(Beginning of Data to use)

//! Pending write buffer.
//!
//! SFTP clients may deliver writes out of offset order and with gaps. The
//! buffer grows to the highest offset touched, zero-filling gaps, and is
//! handed to the backend in one piece when the handle closes.

use thiserror::Error;

/// A write would grow the buffer past its ceiling.
#[derive(Debug, Clone, Copy, PartialEq, Eq, Error)]
#[error("write ending at byte {end} exceeds the {limit} byte limit")]
pub struct LimitExceeded {
    pub end: u64,
    pub limit: usize,
}

/// Growable byte accumulator owned by exactly one write handle.
#[derive(Debug, Default)]
pub struct WriteBuffer {
    data: Vec<u8>,
    limit: usize,
}

impl WriteBuffer {
    /// Create an empty buffer that refuses to grow past `limit` bytes.
    pub fn with_limit(limit: usize) -> Self {
        Self {
            data: Vec::new(),
            limit,
        }
    }

    /// Copy `bytes` into the buffer at `offset`, growing it as needed.
    pub fn write_at(&mut self, offset: u64, bytes: &[u8]) -> Result<usize, LimitExceeded> {
        let end = offset
            .checked_add(bytes.len() as u64)
            .ok_or(LimitExceeded {
                end: u64::MAX,
                limit: self.limit,
            })?;
        if end > self.limit as u64 {
            return Err(LimitExceeded {
                end,
                limit: self.limit,
            });
        }

        // Both fit in usize: end <= limit.
        let start = offset as usize;
        let end = end as usize;
        if end > self.data.len() {
            self.data.resize(end, 0);
        }
        self.data[start..end].copy_from_slice(bytes);
        Ok(bytes.len())
    }

    pub fn len(&self) -> usize {
        self.data.len()
    }

    pub fn is_empty(&self) -> bool {
        self.data.is_empty()
    }

    pub fn limit(&self) -> usize {
        self.limit
    }

    pub fn as_slice(&self) -> &[u8] {
        &self.data
    }

    /// Release the accumulated content.
    pub fn into_bytes(self) -> Vec<u8> {
        self.data
    }
}
//! End-to-end tests: real SSH + SFTP client against the gateway
//!
//! Uses an ephemeral host key, an in-memory user database and in-memory
//! storage adapters.

use std::net::SocketAddr;
use std::sync::Arc;

use hinnat_server::{SshServer, SshServerConfig, UserDb};
use hinnat_vfs::constants::PRICELIST_FILE;
use hinnat_vfs::storage::mock::RecordingIncomingStore;
use hinnat_vfs::storage::{ObjectPricelistStore, PricelistStore};
use hinnat_vfs::{Backends, Identity};
use russh::{ChannelMsg, client};
use russh::keys::PublicKey;
use russh_sftp::client::SftpSession;
use russh_sftp::client::error::Error as SftpError;
use russh_sftp::protocol::StatusCode;
use tokio::io::AsyncWriteExt;

const PRICELIST: &[u8] = b"PK\x03\x04 pricelist for alice";

struct AcceptAnyKey;

impl client::Handler for AcceptAnyKey {
    type Error = russh::Error;

    async fn check_server_key(&mut self, _key: &PublicKey) -> Result<bool, Self::Error> {
        Ok(true)
    }
}

struct Gateway {
    addr: SocketAddr,
    incoming: Arc<RecordingIncomingStore>,
}

/// Start a gateway on an ephemeral port with user alice/s3cret
async fn start_gateway() -> Gateway {
    let users = UserDb::in_memory().unwrap().with_cost(4);
    users.add_user("alice", "s3cret").unwrap();
    users.add_user("bob", "hunter2").unwrap();
    users.set_active("bob", false).unwrap();

    let pricelist = Arc::new(ObjectPricelistStore::in_memory());
    pricelist
        .upload(&Identity::new("alice", "seed"), PRICELIST_FILE, PRICELIST.to_vec())
        .await
        .unwrap();
    let incoming = Arc::new(RecordingIncomingStore::new());
    let backends = Backends::new(pricelist, incoming.clone());

    let listener = tokio::net::TcpListener::bind("127.0.0.1:0").await.unwrap();
    let addr = listener.local_addr().unwrap();
    let config = SshServerConfig::ephemeral(addr.port()).unwrap();

    tokio::spawn(async move {
        let server = SshServer::new(config, backends, Arc::new(users));
        if let Err(e) = server.serve(listener).await {
            tracing::error!("Server error: {}", e);
        }
    });

    Gateway { addr, incoming }
}

async fn ssh_login(addr: SocketAddr, user: &str, password: &str) -> client::Handle<AcceptAnyKey> {
    let config = Arc::new(client::Config::default());
    let mut session = client::connect(config, addr, AcceptAnyKey).await.unwrap();
    let auth = session.authenticate_password(user, password).await.unwrap();
    assert!(auth.success(), "login failed for {}", user);
    session
}

async fn sftp(addr: SocketAddr) -> (client::Handle<AcceptAnyKey>, SftpSession) {
    let session = ssh_login(addr, "alice", "s3cret").await;
    let channel = session.channel_open_session().await.unwrap();
    channel.request_subsystem(true, "sftp").await.unwrap();
    let sftp = SftpSession::new(channel.into_stream()).await.unwrap();
    (session, sftp)
}

/// Upload through an explicit handle so the close (and flush) completes
/// before returning.
async fn upload(sftp: &SftpSession, path: &str, data: &[u8]) -> std::io::Result<()> {
    let mut file = sftp.create(path).await.map_err(std::io::Error::other)?;
    file.write_all(data).await?;
    file.shutdown().await
}

fn status(err: SftpError) -> StatusCode {
    match err {
        SftpError::Status(status) => status.status_code,
        other => panic!("expected status error, got {:?}", other),
    }
}

#[tokio::test]
async fn test_wrong_password_is_rejected() {
    let gateway = start_gateway().await;
    let config = Arc::new(client::Config::default());
    let mut session = client::connect(config, gateway.addr, AcceptAnyKey).await.unwrap();

    let auth = session.authenticate_password("alice", "wrong").await.unwrap();
    assert!(!auth.success());
    let auth = session.authenticate_password("bob", "hunter2").await.unwrap();
    assert!(!auth.success());
}

#[tokio::test]
async fn test_root_listing() {
    let gateway = start_gateway().await;
    let (_session, sftp) = sftp(gateway.addr).await;

    let names: Vec<String> = sftp
        .read_dir("/")
        .await
        .unwrap()
        .map(|entry| entry.file_name())
        .collect();
    assert_eq!(names, vec!["Hinnat".to_string(), "in".to_string()]);
    assert_eq!(sftp.canonicalize(".").await.unwrap(), "/");
}

#[tokio::test]
async fn test_download_pricelist() {
    let gateway = start_gateway().await;
    let (_session, sftp) = sftp(gateway.addr).await;

    let names: Vec<String> = sftp
        .read_dir("/Hinnat")
        .await
        .unwrap()
        .map(|entry| entry.file_name())
        .collect();
    assert_eq!(names, vec![PRICELIST_FILE.to_string()]);

    let data = sftp.read(format!("/Hinnat/{}", PRICELIST_FILE)).await.unwrap();
    assert_eq!(data, PRICELIST);
}

#[tokio::test]
async fn test_upload_order_is_forwarded() {
    let gateway = start_gateway().await;
    let (_session, sftp) = sftp(gateway.addr).await;

    upload(&sftp, "/in/order-1.csv", b"sku;qty\n100;2\n").await.unwrap();

    let calls = gateway.incoming.calls();
    assert_eq!(calls.len(), 1);
    assert_eq!(calls[0].username, "alice");
    assert_eq!(calls[0].filename, "order-1.csv");
    assert_eq!(calls[0].content, b"sku;qty\n100;2\n");

    // write-only: uploads never come back
    let err = sftp.read("/in/order-1.csv").await.unwrap_err();
    assert_eq!(status(err), StatusCode::PermissionDenied);
}

#[tokio::test]
async fn test_destructive_operations_denied() {
    let gateway = start_gateway().await;
    let (_session, sftp) = sftp(gateway.addr).await;

    let pricelist = format!("/Hinnat/{}", PRICELIST_FILE);
    assert_eq!(
        status(sftp.remove_file(pricelist.clone()).await.unwrap_err()),
        StatusCode::PermissionDenied
    );
    assert_eq!(
        status(sftp.remove_dir("/in").await.unwrap_err()),
        StatusCode::PermissionDenied
    );
    assert_eq!(
        status(sftp.rename(pricelist.clone(), "/in/stolen.zip").await.unwrap_err()),
        StatusCode::PermissionDenied
    );
    assert_eq!(
        status(sftp.read_dir("/etc").await.err().unwrap()),
        StatusCode::PermissionDenied
    );

    // still there afterwards
    assert_eq!(sftp.read(pricelist).await.unwrap(), PRICELIST);
}

#[tokio::test]
async fn test_oversized_upload_is_refused() {
    let gateway = start_gateway().await;
    let (_session, sftp) = sftp(gateway.addr).await;

    let big = vec![b'x'; 100 * 1024 + 1];
    assert!(upload(&sftp, "/in/huge.csv", &big).await.is_err());
    assert!(gateway.incoming.calls().is_empty());
}

#[tokio::test]
async fn test_other_subsystems_refused() {
    let gateway = start_gateway().await;
    let session = ssh_login(gateway.addr, "alice", "s3cret").await;
    let mut channel = session.channel_open_session().await.unwrap();
    channel.request_subsystem(true, "netconf").await.unwrap();

    loop {
        match channel.wait().await {
            Some(ChannelMsg::Failure) => break,
            Some(ChannelMsg::Success) => panic!("netconf subsystem accepted"),
            Some(_) => continue,
            None => panic!("channel closed without a reply"),
        }
    }
}
//! Core VFS types.

use serde::{Deserialize, Serialize};
use std::time::{SystemTime, UNIX_EPOCH};

/// One entry of a directory listing or stat result.
///
/// Entries for `/`, `/in` and `/Hinnat` are synthesized by the dispatcher;
/// entries inside `/Hinnat` and `/in` come from the active adapter.
#[derive(Debug, Clone, PartialEq, Eq, Serialize, Deserialize)]
pub struct Entry {
    /// Entry name (not full path).
    pub name: String,
    /// Size in bytes (zero for directories).
    pub size: u64,
    /// Last modification (or creation) time.
    pub modified: SystemTime,
    /// Whether this is a directory.
    pub is_dir: bool,
}

impl Entry {
    /// Create a file entry.
    pub fn file(name: impl Into<String>, size: u64, modified: SystemTime) -> Self {
        Self {
            name: name.into(),
            size,
            modified,
            is_dir: false,
        }
    }

    /// Create a directory entry stamped with the current time.
    pub fn directory(name: impl Into<String>) -> Self {
        Self::directory_at(name, SystemTime::now())
    }

    /// Create a directory entry with a fixed modification time.
    pub fn directory_at(name: impl Into<String>, modified: SystemTime) -> Self {
        Self {
            name: name.into(),
            size: 0,
            modified,
            is_dir: true,
        }
    }

    /// Unix permission bits including the file type, as SFTP clients expect.
    pub fn mode(&self) -> u32 {
        if self.is_dir {
            0o040755
        } else {
            0o100644
        }
    }

    /// Modification time in whole seconds since the epoch.
    pub fn mtime_secs(&self) -> u64 {
        self.modified
            .duration_since(UNIX_EPOCH)
            .map(|d| d.as_secs())
            .unwrap_or(0)
    }
}

/// Sort entries by name, the ordering every adapter promises.
pub fn sort_entries(entries: &mut [Entry]) {
    entries.sort_by(|a, b| a.name.cmp(&b.name));
}

#[cfg(test)]
mod tests {
    use super::*;
    use std::time::Duration;

    #[test]
    fn test_entry_constructors() {
        let when = UNIX_EPOCH + Duration::from_secs(1_700_000_000);
        let file = Entry::file("salhydro_kaikki.zip", 2048, when);
        assert!(!file.is_dir);
        assert_eq!(file.size, 2048);
        assert_eq!(file.mode(), 0o100644);
        assert_eq!(file.mtime_secs(), 1_700_000_000);

        let dir = Entry::directory("Hinnat");
        assert!(dir.is_dir);
        assert_eq!(dir.size, 0);
        assert_eq!(dir.mode() & 0o170000, 0o040000);
    }

    #[test]
    fn test_sort_entries() {
        let mut entries = vec![
            Entry::directory("b"),
            Entry::file("a", 1, UNIX_EPOCH),
            Entry::file("C", 1, UNIX_EPOCH),
        ];
        sort_entries(&mut entries);
        let names: Vec<_> = entries.iter().map(|e| e.name.as_str()).collect();
        assert_eq!(names, vec!["C", "a", "b"]);
    }
}
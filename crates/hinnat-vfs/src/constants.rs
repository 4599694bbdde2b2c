//! Fixed names and limits of the exposed namespace.

use std::time::Duration;

/// Top-level segment of the incoming (write-only) directory.
pub const INCOMING_DIR: &str = "in";

/// Top-level segment of the pricelist directory.
pub const PRICELIST_DIR: &str = "Hinnat";

/// The only pricelist object ever exposed to readers.
pub const PRICELIST_FILE: &str = "salhydro_kaikki.zip";

/// Hard ceiling for a single upload into the incoming directory (100 KB).
pub const INCOMING_SIZE_LIMIT: usize = 100 * 1024;

/// Default ceiling for a single upload into the pricelist directory.
pub const PRICELIST_SIZE_LIMIT: usize = 64 * 1024 * 1024;

/// Per-call ceiling for backend requests.
pub const DEFAULT_BACKEND_TIMEOUT: Duration = Duration::from_secs(30);

/// User agent sent with every remote API request.
pub const USER_AGENT: &str = "SFTP-Service/1.0";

(End of Data to use)

Your instructions: Give back, unchanged, every line from the one with "exposed to readers." to the end of the entries above.

Written reply:
/// The only pricelist object ever exposed to readers.
pub const PRICELIST_FILE: &str = "salhydro_kaikki.zip";

/// Hard ceiling for a single upload into the incoming directory (100 KB).
pub const INCOMING_SIZE_LIMIT: usize = 100 * 1024;

/// Default ceiling for a single upload into the pricelist directory.
pub const PRICELIST_SIZE_LIMIT: usize = 64 * 1024 * 1024;

/// Per-call ceiling for backend requests.
pub const DEFAULT_BACKEND_TIMEOUT: Duration = Duration::from_secs(30);

/// User agent sent with every remote API request.
pub const USER_AGENT: &str = "SFTP-Service/1.0";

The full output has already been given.